The researchers say that consuming one serving of canned soup a day over five days was associated with a more than 1,000% increase in levels of urinary BPA. They say that the urinary BPA concentrations observed following canned soup consumption were ‘among the most extreme reported in a non-occupational setting’ (that is, outside situations where people work with BPA). By comparison, they report one recent US health survey as showing only 5% of people in a community sample had BPA levels over 13.0 μg/L.


This small, short-term study has found that eating canned soup for a week seems to be associated with a fairly dramatic ‘peak’ in BPA levels in the urine. Although this is of interest, it should be noted that the study did not look at whether a regular diet of canned soup or other canned goods would result in high long-term levels of BPA in the urine or whether they would have any long-term health effects.

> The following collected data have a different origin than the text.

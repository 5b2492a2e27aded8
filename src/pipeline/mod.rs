mod fallback;
mod normalize;

use crate::llm::{LlmConfig, LlmError, ModelGateway, OpenAiClient};
use crate::models::{
    AnalyzeImageRequest, AnalyzeImageResponse, ClassifyCategoryRequest, ClassifyCategoryResponse,
    GenerateDescriptionRequest, GenerateDescriptionResponse, SchemaViolation, Validate,
};
use serde::de::DeserializeOwned;
use serde_json::{Value, json};
use std::{
    future::Future,
    sync::Arc,
    time::{Duration, Instant},
};
use thiserror::Error;
use tracing::{debug, info, warn};
use uuid::Uuid;

const ANALYZE_IMAGE: &str = "analyze_image";
const CLASSIFY_CATEGORY: &str = "classify_category";
const GENERATE_DESCRIPTION: &str = "generate_description";

/// Runs each operation as "model first, deterministic fallback second".
/// The public operations never fail; degradation reasons only reach the logs.
#[derive(Clone)]
pub struct Pipeline {
    gateway: ModelGateway,
    model_timeout: Duration,
}

impl Pipeline {
    pub fn new(gateway: ModelGateway, model_timeout: Duration) -> Self {
        Self {
            gateway,
            model_timeout,
        }
    }

    pub fn from_env() -> Self {
        let backend = OpenAiClient::new(LlmConfig::from_env());
        Self::new(
            ModelGateway::new(Arc::new(backend)),
            model_timeout_from_env(),
        )
    }

    pub fn is_model_configured(&self) -> bool {
        self.gateway.is_configured()
    }

    pub async fn analyze_image(&self, request: &AnalyzeImageRequest) -> AnalyzeImageResponse {
        let started = Instant::now();
        let outcome = self.analyze_outcome(request).await;
        let summary = {
            let response = outcome.value();
            json!({
                "brand": response.brand.value,
                "model": response.model.value,
                "condition": response.condition.value,
                "text_ocr": response.text_ocr,
            })
        };
        report(ANALYZE_IMAGE, started, &outcome, summary);
        outcome.into_inner()
    }

    pub async fn classify_category(
        &self,
        request: &ClassifyCategoryRequest,
    ) -> ClassifyCategoryResponse {
        let started = Instant::now();
        let outcome = self.classify_outcome(request).await;
        let summary = {
            let response = outcome.value();
            json!({
                "selected_category_id": response.selected_category_id,
                "needs_user_confirmation": response.needs_user_confirmation,
                "candidates": response.category_candidates,
            })
        };
        report(CLASSIFY_CATEGORY, started, &outcome, summary);
        outcome.into_inner()
    }

    pub async fn generate_description(
        &self,
        request: &GenerateDescriptionRequest,
    ) -> GenerateDescriptionResponse {
        let started = Instant::now();
        let outcome = self.describe_outcome(request).await;
        let summary = json!({ "title": outcome.value().title });
        report(GENERATE_DESCRIPTION, started, &outcome, summary);
        outcome.into_inner()
    }

    async fn analyze_outcome(&self, request: &AnalyzeImageRequest) -> Outcome<AnalyzeImageResponse> {
        let attempt = self
            .attempt(
                ANALYZE_IMAGE,
                self.gateway
                    .analyze_image(&request.image_urls, request.metadata.as_ref()),
            )
            .await
            .and_then(|raw| decode(ANALYZE_IMAGE, normalize::analyze_payload(raw)));
        Outcome::resolve(attempt, || fallback::analyze_image(request))
    }

    async fn classify_outcome(
        &self,
        request: &ClassifyCategoryRequest,
    ) -> Outcome<ClassifyCategoryResponse> {
        let attempt = self
            .attempt(CLASSIFY_CATEGORY, self.gateway.classify_category(request))
            .await
            .and_then(|raw| decode(CLASSIFY_CATEGORY, normalize::classify_payload(raw)))
            .and_then(|response| ensure_known_selection(request, response));
        Outcome::resolve(attempt, || fallback::classify_category(request))
    }

    async fn describe_outcome(
        &self,
        request: &GenerateDescriptionRequest,
    ) -> Outcome<GenerateDescriptionResponse> {
        let attempt = self
            .attempt(GENERATE_DESCRIPTION, self.gateway.generate_description(request))
            .await
            .and_then(|raw| {
                decode(
                    GENERATE_DESCRIPTION,
                    normalize::description_payload(raw, request),
                )
            });
        Outcome::resolve(attempt, || {
            fallback::generate_description(request, chrono::Local::now().naive_local())
        })
    }

    /// One bounded model call. The future is never polled when the backend
    /// has no credential.
    async fn attempt<Fut>(&self, operation: &'static str, call: Fut) -> Result<Value, PipelineError>
    where
        Fut: Future<Output = Result<Value, LlmError>>,
    {
        if !self.gateway.is_configured() {
            return Err(PipelineError::unconfigured(operation));
        }
        let started = Instant::now();
        let result = tokio::time::timeout(self.model_timeout, call).await;
        crate::metrics::stage_elapsed(operation, started.elapsed().as_millis());
        match result {
            Ok(Ok(raw)) => Ok(raw),
            Ok(Err(err)) => Err(PipelineError::from_llm(operation, err)),
            Err(_) => Err(PipelineError::timeout(operation, self.model_timeout)),
        }
    }
}

/// Result of one run: the model's answer, or a fallback answer plus the reason
/// the model path was abandoned.
#[derive(Debug)]
enum Outcome<T> {
    Model(T),
    Degraded(T, PipelineError),
}

impl<T> Outcome<T> {
    fn resolve(attempt: Result<T, PipelineError>, fallback: impl FnOnce() -> T) -> Self {
        match attempt {
            Ok(value) => Self::Model(value),
            Err(reason) => Self::Degraded(fallback(), reason),
        }
    }

    fn value(&self) -> &T {
        match self {
            Self::Model(value) | Self::Degraded(value, _) => value,
        }
    }

    fn into_inner(self) -> T {
        match self {
            Self::Model(value) | Self::Degraded(value, _) => value,
        }
    }

    fn source(&self) -> &'static str {
        match self {
            Self::Model(_) => "model",
            Self::Degraded(..) => "fallback",
        }
    }

    fn reason(&self) -> Option<&PipelineError> {
        match self {
            Self::Model(_) => None,
            Self::Degraded(_, reason) => Some(reason),
        }
    }
}

#[derive(Debug, Error)]
#[error("operation `{operation}` degraded: {message}")]
pub struct PipelineError {
    operation: &'static str,
    message: String,
    kind: PipelineErrorKind,
}

#[derive(Debug, Clone, Copy, PartialEq, Eq)]
pub enum PipelineErrorKind {
    Unconfigured,
    Gateway,
    Timeout,
    Malformed,
}

impl PipelineErrorKind {
    pub fn as_str(self) -> &'static str {
        match self {
            Self::Unconfigured => "unconfigured",
            Self::Gateway => "gateway",
            Self::Timeout => "timeout",
            Self::Malformed => "malformed",
        }
    }
}

impl PipelineError {
    fn new(operation: &'static str, kind: PipelineErrorKind, message: impl Into<String>) -> Self {
        Self {
            operation,
            message: message.into(),
            kind,
        }
    }

    pub fn unconfigured(operation: &'static str) -> Self {
        Self::new(
            operation,
            PipelineErrorKind::Unconfigured,
            "model backend is not configured",
        )
    }

    pub fn timeout(operation: &'static str, after: Duration) -> Self {
        Self::new(
            operation,
            PipelineErrorKind::Timeout,
            format!("no model answer within {}s", after.as_secs_f32()),
        )
    }

    pub fn malformed(operation: &'static str, message: impl Into<String>) -> Self {
        Self::new(operation, PipelineErrorKind::Malformed, message)
    }

    fn from_llm(operation: &'static str, err: LlmError) -> Self {
        let kind = match err {
            LlmError::NotConfigured => PipelineErrorKind::Unconfigured,
            LlmError::Http(_) | LlmError::InvalidResponse(_) => PipelineErrorKind::Gateway,
            LlmError::Parse(_) => PipelineErrorKind::Malformed,
        };
        Self::new(operation, kind, err.to_string())
    }

    pub fn operation(&self) -> &'static str {
        self.operation
    }

    pub fn kind(&self) -> PipelineErrorKind {
        self.kind
    }

    pub fn detail(&self) -> &str {
        &self.message
    }
}

fn decode<T>(operation: &'static str, payload: Value) -> Result<T, PipelineError>
where
    T: DeserializeOwned + Validate,
{
    let response: T = serde_json::from_value(payload)
        .map_err(|err| PipelineError::malformed(operation, err.to_string()))?;
    response
        .validate()
        .map_err(|err| PipelineError::malformed(operation, err.to_string()))?;
    Ok(response)
}

/// A model pick outside the caller's taxonomy is treated as malformed output.
fn ensure_known_selection(
    request: &ClassifyCategoryRequest,
    response: ClassifyCategoryResponse,
) -> Result<ClassifyCategoryResponse, PipelineError> {
    let (Some(categories), Some(selected)) = (
        request.categories.as_deref().filter(|c| !c.is_empty()),
        response.selected_category_id,
    ) else {
        return Ok(response);
    };
    if categories.iter().any(|category| category.id == selected) {
        Ok(response)
    } else {
        Err(PipelineError::malformed(
            CLASSIFY_CATEGORY,
            SchemaViolation::UnknownCategory(selected).to_string(),
        ))
    }
}

fn report<T>(operation: &'static str, started: Instant, outcome: &Outcome<T>, summary: Value) {
    let run_id = Uuid::new_v4();
    let source = outcome.source();
    if let Some(reason) = outcome.reason() {
        if reason.kind() == PipelineErrorKind::Unconfigured {
            debug!(
                target = "listing.pipeline",
                run_id = %run_id,
                operation = reason.operation(),
                "model_unconfigured_fallback"
            );
        } else {
            warn!(
                target = "listing.pipeline",
                run_id = %run_id,
                operation = reason.operation(),
                kind = reason.kind().as_str(),
                error = %reason.detail(),
                "model_fallback"
            );
        }
    }
    crate::metrics::pipeline_outcome(operation, source);
    info!(
        target = "listing.pipeline",
        run_id = %run_id,
        operation = operation,
        source = source,
        elapsed_ms = started.elapsed().as_millis() as u64,
        summary = %summary,
        "pipeline_result"
    );
}

fn model_timeout_from_env() -> Duration {
    let secs = std::env::var("MODEL_TIMEOUT_SECS")
        .ok()
        .and_then(|v| v.trim().parse::<u64>().ok())
        .filter(|v| *v > 0)
        .unwrap_or(30);
    Duration::from_secs(secs)
}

Some points to consider about this study:

  • It only looked at one brand of soup so it is uncertain if the results apply to other brands and other tinned foods. The authors say they expect other canned goods with high levels of BPA to produce the same results.
  • It involved a selected population of staff and students at one school, so it is unclear if the results could be generalised to other groups.
  • The study does not look at any health impact from increased consumption of BPA or from the level consumed by people eating tinned soup is actually harmful.
  • The participants were not restricted in what else they could eat, so there is the possibility that their diet outside the trial may have influenced the results. However, given the large disparity between consumers of tinned and fresh soup, it does seem unlikely that this external food consumption was behind the result, but it could certainly have played a contributing role.

Nevertheless, the findings suggest that BPA can leach from cans into food, and will doubtless be studied further by scientists involved in monitoring the safety of food products.

The FSA says that BPA is known to have ‘weak oestrogenic effects’, as well as reproductive and developmental effects, and that it could be an ‘endocrine disrupter’ – a chemical that interacts with hormone systems. However, despite there being evidence that some wildlife species have been affected by endocrine disrupters, there is so far no conclusive evidence linking them to harmful effects on human reproductive health.

The FSA advice at present is that levels of BPA found in food are not considered harmful. The agency says that independent experts have worked out how much BPA we can consume over a lifetime without coming to any harm, and that the amount absorbed from food and drink is significantly below this level.

Independent studies have found that even when consumed at high levels, BPA is rapidly absorbed, detoxified and eliminated from the body, and therefore is not a health concern.